Vegas: what the hell happened? pt. 1!

SO! guess who has two thumbs, a working set of ovaries and went to Vegas recently? this guy! as you may or may not know, i am a total magnet for ridiculous shit so Vegas seemed like the place to be. what i am about to share with you is a condensed, highlighted version of the events that transpired, i say condensed because most of at least one day is sort of hazy.

teacher, mother, secret lover.

teacher, mother, secret lover.

Jess, Jenna and I got in Friday night at 8 and the most logical thing to do was to immediately start consuming as much alcohol as possible. now we were staying at Caesars palace because we are classy total dirtbags, and we weren’t really mentally prepared to deal with everything Vegas has to offer but as we walked through our hotel, my first thought was “well there are a lot of classy people all up in here” because in my mind, i talk to myself in Ebonics.

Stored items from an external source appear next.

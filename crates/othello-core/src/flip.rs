//! Disc flip calculation for move execution.

use crate::bitboard::{Bitboard, DIRECTIONS};
use crate::square::Square;

/// Calculates which opponent discs would be flipped by placing a disc at the given square.
///
/// Each of the eight directions is resolved independently: starting next to
/// `sq`, the ray collects opponent discs until it reaches a cell that is not
/// an opponent disc. The collected run is captured only if that cell belongs
/// to the player; a ray that meets an empty cell or leaves the board captures
/// nothing.
///
/// # Arguments
///
/// * `sq` - The square where the disc is being placed
/// * `p` - Bitboard representing the current player's discs
/// * `o` - Bitboard representing the opponent's discs
///
/// # Returns
///
/// A bitboard representing all opponent discs that would be flipped by this move.
/// Returns an empty bitboard if no discs would be flipped (invalid move).
#[inline]
pub fn flip(sq: Square, p: Bitboard, o: Bitboard) -> Bitboard {
    let player = p.bits();
    let opponent = o.bits();
    let origin = sq.bitboard().bits();

    let mut flipped = 0;
    for dir in DIRECTIONS {
        let mut run = 0;
        let mut cur = dir.step(origin);
        while cur & opponent != 0 {
            run |= cur;
            cur = dir.step(cur);
        }
        if cur & player != 0 {
            flipped |= run;
        }
    }
    Bitboard::new(flipped)
}
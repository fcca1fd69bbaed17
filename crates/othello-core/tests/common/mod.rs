#![allow(dead_code)]

use othello_core::board::Board;
use rand::SeedableRng;
use rand::rngs::StdRng;
use rand::seq::IteratorRandom;

/// Plays random moves from the opening until `n_empties` squares are left.
///
/// Returns `None` if the game ends earlier.
pub fn random_position(seed: u64, n_empties: u32) -> Option<Board> {
    let mut rng = StdRng::seed_from_u64(seed);
    let mut board = Board::new();
    while board.get_empty_count() > n_empties {
        match board.get_moves().iter().choose(&mut rng) {
            Some(sq) => board = board.make_move(sq),
            None if board.switch_players().has_legal_moves() => board = board.switch_players(),
            None => return None,
        }
    }
    Some(board)
}

/// Plain minimax to the end of the game, no pruning.
///
/// Returns the final disc difference for the side to move under best play.
pub fn brute_force(board: &Board) -> i32 {
    let moves = board.get_moves();
    if moves.is_empty() {
        let next = board.switch_players();
        if !next.has_legal_moves() {
            return board.disc_difference();
        }
        return -brute_force(&next);
    }
    moves
        .iter()
        .map(|sq| -brute_force(&board.make_move(sq)))
        .max()
        .unwrap_or(i32::MIN)
}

once we reached the strip though, that theory went right out the window. if you have never been to Vegas, there are four strict types of people that go there:

-Total and complete sluts

-slobby, fat americans with various pro-war t-shirts


-persian men:

quickly men! to the hotel giftshop! i need novelty keychains!

quickly men! to the hotel giftshop! i need novelty keychains!

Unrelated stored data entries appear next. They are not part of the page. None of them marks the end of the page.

//! Bitboard operations and types.
//!
//! This module provides a [`Bitboard`] type that represents a set of cells on the
//! 8x8 board using a single `u64`, where each bit corresponds to a square
//! (bit 0 = A1, bit 63 = H8).

use crate::square::Square;

/// Mask of every square except column A.
const NOT_FILE_A: u64 = 0xFEFE_FEFE_FEFE_FEFE;

/// Mask of every square except column H.
const NOT_FILE_H: u64 = 0x7F7F_7F7F_7F7F_7F7F;

/// One of the eight compass directions, as a bit shift plus the mask that
/// drops bits which wrapped around a board edge.
#[derive(Clone, Copy, Debug)]
pub(crate) struct Direction {
    shift: i32,
    mask: u64,
}

impl Direction {
    /// Moves every bit of `bits` one step in this direction.
    ///
    /// Bits that would leave the board are discarded.
    #[inline(always)]
    pub(crate) const fn step(self, bits: u64) -> u64 {
        if self.shift > 0 {
            (bits << self.shift as u32) & self.mask
        } else {
            (bits >> (-self.shift) as u32) & self.mask
        }
    }
}

/// The eight directions: E, W, S, N, SE, SW, NE, NW.
///
/// "South" increases the row (A1 towards A8).
pub(crate) const DIRECTIONS: [Direction; 8] = [
    Direction { shift: 1, mask: NOT_FILE_A },
    Direction { shift: -1, mask: NOT_FILE_H },
    Direction { shift: 8, mask: u64::MAX },
    Direction { shift: -8, mask: u64::MAX },
    Direction { shift: 9, mask: NOT_FILE_A },
    Direction { shift: 7, mask: NOT_FILE_H },
    Direction { shift: -7, mask: NOT_FILE_A },
    Direction { shift: -9, mask: NOT_FILE_H },
];

/// Newtype wrapper for a 64-bit bitboard (bit 0 = A1, bit 63 = H8).
#[derive(Debug, Copy, Clone, PartialEq, Eq, Hash, Default)]
#[repr(transparent)]
pub struct Bitboard(u64);

impl Bitboard {
    /// Creates a new bitboard from raw bits.
    #[inline(always)]
    pub const fn new(bits: u64) -> Self {
        Bitboard(bits)
    }

    /// Returns the raw 64-bit value.
    #[inline(always)]
    pub const fn bits(self) -> u64 {
        self.0
    }

    /// Returns a new bitboard with the bit at the given square set.
    ///
    /// # Arguments
    ///
    /// * `sq` - The square to set.
    ///
    /// # Returns
    ///
    /// A new `Bitboard` with the specified square's bit set.
    #[inline(always)]
    pub fn set(self, sq: Square) -> Self {
        Bitboard(self.0 | sq.bitboard().0)
    }

    /// Returns a new bitboard with the bit at the given square removed.
    ///
    /// # Arguments
    ///
    /// * `sq` - The square to clear.
    ///
    /// # Returns
    ///
    /// A new `Bitboard` with the specified square's bit cleared.
    #[inline(always)]
    pub fn remove(self, sq: Square) -> Self {
        Bitboard(self.0 & !sq.bitboard().0)
    }

    /// Checks if the bitboard contains the bit at the given square.
    #[inline(always)]
    pub fn contains(self, sq: Square) -> bool {
        self.0 & sq.bitboard().0 != 0
    }

    /// Checks if the bitboard has no bits set.
    #[inline(always)]
    pub const fn is_empty(self) -> bool {
        self.0 == 0
    }

    /// Returns the number of set bits (population count).
    ///
    /// # Returns
    ///
    /// The number of bits set in the bitboard (0-64).
    #[inline(always)]
    pub const fn count(self) -> u32 {
        self.0.count_ones()
    }

    /// Returns a new bitboard with the least significant bit cleared.
    #[inline(always)]
    pub const fn clear_lsb(self) -> Self {
        Bitboard(self.0 & self.0.wrapping_sub(1))
    }

    /// Returns the square corresponding to the least significant set bit.
    ///
    /// # Returns
    ///
    /// `Some(Square)` for the LSB position, or `None` if the bitboard is empty.
    #[inline(always)]
    pub fn lsb_square(self) -> Option<Square> {
        if self.0 == 0 {
            None
        } else {
            Some(Square::from_usize_unchecked(self.0.trailing_zeros() as usize))
        }
    }

    /// Removes and returns the least significant set bit as a square,
    /// along with the updated bitboard.
    ///
    /// # Panics
    ///
    /// Panics if the bitboard is empty in debug mode.
    #[inline(always)]
    pub fn pop_lsb(self) -> (Square, Self) {
        debug_assert!(!self.is_empty(), "pop_lsb called on empty bitboard");
        let sq = Square::from_usize_unchecked(self.0.trailing_zeros() as usize);
        (sq, self.clear_lsb())
    }

    /// Returns an iterator over all set squares in increasing index order.
    #[inline(always)]
    pub fn iter(self) -> BitboardIterator {
        BitboardIterator::new(self)
    }

    /// Returns the mover's bitboard after placing a disc on `sq` and
    /// capturing `flipped`.
    ///
    /// # Arguments
    ///
    /// * `flipped` - Bitboard of opponent discs flipped by this move.
    /// * `sq` - Square where the disc was placed.
    #[inline(always)]
    pub fn apply_move(self, flipped: Bitboard, sq: Square) -> Bitboard {
        self ^ flipped ^ sq.bitboard()
    }

    /// Returns the opponent's bitboard after losing `flipped`.
    #[inline(always)]
    pub fn apply_flip(self, flipped: Bitboard) -> Bitboard {
        self ^ flipped
    }

    /// Gets the legal moves for the player owning this bitboard.
    ///
    /// A cell is legal when it is empty and, in at least one of the eight
    /// directions, a run of one or more opponent discs leads from it to one of
    /// the player's discs without leaving the board. The rays are cast from
    /// the player's discs towards the empty cells, all eight directions at
    /// once.
    ///
    /// # Arguments
    ///
    /// * `opponent` - The opponent's bitboard.
    ///
    /// # Returns
    ///
    /// A `Bitboard` with bits set for each legal move position. Empty when the
    /// player has to pass.
    #[inline]
    pub fn get_moves(self, opponent: Bitboard) -> Bitboard {
        let player = self.0;
        let opponent = opponent.0;
        let empty = !(player | opponent);

        let mut moves = 0;
        for dir in DIRECTIONS {
            let mut run = dir.step(player) & opponent;
            // a run of opponent discs is at most six cells long
            for _ in 0..5 {
                run |= dir.step(run) & opponent;
            }
            moves |= dir.step(run) & empty;
        }
        Bitboard(moves)
    }
}

// Operator trait implementations

impl std::ops::BitAnd for Bitboard {
    type Output = Self;

    #[inline(always)]
    fn bitand(self, rhs: Self) -> Self::Output {
        Bitboard(self.0 & rhs.0)
    }
}

impl std::ops::BitOr for Bitboard {
    type Output = Self;

    #[inline(always)]
    fn bitor(self, rhs: Self) -> Self::Output {
        Bitboard(self.0 | rhs.0)
    }
}

impl std::ops::BitXor for Bitboard {
    type Output = Self;

    #[inline(always)]
    fn bitxor(self, rhs: Self) -> Self::Output {
        Bitboard(self.0 ^ rhs.0)
    }
}

impl std::ops::Not for Bitboard {
    type Output = Self;

    #[inline(always)]
    fn not(self) -> Self::Output {
        Bitboard(!self.0)
    }
}

impl std::ops::BitAndAssign for Bitboard {
    #[inline(always)]
    fn bitand_assign(&mut self, rhs: Self) {
        self.0 &= rhs.0;
    }
}

impl std::ops::BitOrAssign for Bitboard {
    #[inline(always)]
    fn bitor_assign(&mut self, rhs: Self) {
        self.0 |= rhs.0;
    }
}

impl std::ops::BitXorAssign for Bitboard {
    #[inline(always)]
    fn bitxor_assign(&mut self, rhs: Self) {
        self.0 ^= rhs.0;
    }
}

impl From<u64> for Bitboard {
    #[inline(always)]
    fn from(bits: u64) -> Self {
        Bitboard(bits)
    }
}

impl From<Bitboard> for u64 {
    #[inline(always)]
    fn from(bb: Bitboard) -> Self {
        bb.0
    }
}

impl From<Square> for Bitboard {
    #[inline(always)]
    fn from(sq: Square) -> Self {
        sq.bitboard()
    }
}

impl FromIterator<Square> for Bitboard {
    fn from_iter<I: IntoIterator<Item = Square>>(iter: I) -> Self {
        iter.into_iter().fold(Bitboard(0), |bb, sq| bb.set(sq))
    }
}

impl IntoIterator for Bitboard {
    type Item = Square;
    type IntoIter = BitboardIterator;

    #[inline(always)]
    fn into_iter(self) -> Self::IntoIter {
        BitboardIterator::new(self)
    }
}

impl std::fmt::Display for Bitboard {
    /// Prints row 1 first, one line per row, `1` for set and `.` for clear.
    fn fmt(&self, f: &mut std::fmt::Formatter<'_>) -> std::fmt::Result {
        for row in 0..8 {
            for col in 0..8 {
                let sq = row * 8 + col;
                if (self.0 >> sq) & 1 != 0 {
                    write!(f, "1")?;
                } else {
                    write!(f, ".")?;
                }
            }
            writeln!(f)?;
        }
        Ok(())
    }
}

/// An iterator that yields each set bit position in a bitboard as a `Square`,
/// lowest index first.
pub struct BitboardIterator {
    bitboard: Bitboard,
}

impl BitboardIterator {
    /// Creates a new `BitboardIterator`.
    #[inline(always)]
    pub fn new(bitboard: Bitboard) -> BitboardIterator {
        BitboardIterator { bitboard }
    }
}

impl Iterator for BitboardIterator {
    type Item = Square;

    #[inline(always)]
    fn next(&mut self) -> Option<Self::Item> {
        if self.bitboard.is_empty() {
            return None;
        }

        let (square, rest) = self.bitboard.pop_lsb();
        self.bitboard = rest;
        Some(square)
    }

    fn size_hint(&self) -> (usize, Option<usize>) {
        let n = self.bitboard.count() as usize;
        (n, Some(n))
    }
}

impl ExactSizeIterator for BitboardIterator {}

we clearly fell into the third category, but i did try pretty hard to get into that fourth category.

So in Vegas you can literally drink or smoke anywhere and it took me a little while to get over my crushing Canadian guilt of being seen drinking in public, and by a little while, i mean at least 8 minutes. But i have to say, once you get past that hurdle you can really enjoy the most random or normally boring things that occur on the street because, hey, at least you have a drink.



So anyways, here is one of many delightful tales of horror and intrigue to come.

Dwayne is our new best friend.

Old Vegas is really something different then new vegas, it has shrimp cocktails for a dollar, old men a plenty and you just know someone in the back of one of the casinos is getting his head smashed in a vice for card counting. We decided it would be best to get hammered and take a little voyage over to this side and i must say, i do not regret that choice.

We spent the first 40 minutes or so wandering around drinking until out of nowhere i hear

“Nigga, what the fuck?”

not too shocking i know, but this was coming out of the mouth of my friend Jess. who is blonde. and white. so as i prepared myself to start running i realized she was talking to an extremely drunk black guy who had in fact, called her a “nigga” first. It was love at first sight for all of us as we gazed upon this drunken, stumbling man who looked like the love child of old dirty bastard and buckwheat.



So we obviously invite him to drink with us and we start to tell him about all the wonders Canada has to offer, including that you can smoke pot and no one really cares that much. Dwayne, as we dubbed him, is extremely excited by this but has just one concern with Canada:

“but i heard that shit was like 30 days of night?”

Any rational person would assume he was asking if it gets dark for 30 days in a row where we live. I of course assumed he was asking me if Canada was overrun with vampires. either way, i responded with

“yes, that place is crawling with vampires so that’s really the only downside”

pictured: Toronto

pictured: Toronto

he was a little disheartened by this so i decided to try and explain to him the wonders of our free health care system by asking him how much it would cost to get your leg fixed as a US citizen if you broke it. he responded with

“Man i don’t know that shit, i got shot in the leg not too long ago though”

i was not mentally prepared for this answer, so i scooted up to walk with my friends. Dwayne remained in hot pursuit.

after aggressively hitting on all three of us, he explained that he did love the white girls, even though they want to put him in jail. He didn’t really go into why exactly all white girls want to put him in jail, so i logically asked if he had “baby mamma drama” he did not.

After sharing booze with him, he seemed to get extra spicy and set his sights on Jenna. I don’t know how she couldn’t fall for him after such proclamations of love that included:

“Girl! i wanna have yo’ Baby!”

“What are you? cuz baby you got some wiggle”


“Girl! i wanna have yo’  Baby!” (repeated at least half a dozen times)

if you look close enough, you can see jennas soul leaving her body.

a love to rival romeo and juliet

we decided at this point the chances of rape increased at least 30% so it was time to leave our friend Dwayne and retreat back to a Vegas where food costs more then 88 cents. But despite our bolting away from him while he was conspicuously doing a crack deal, Dwayne will always live on in our hearts and mind. godspeed you precious little soldier, godspeed. You are truly a king among men.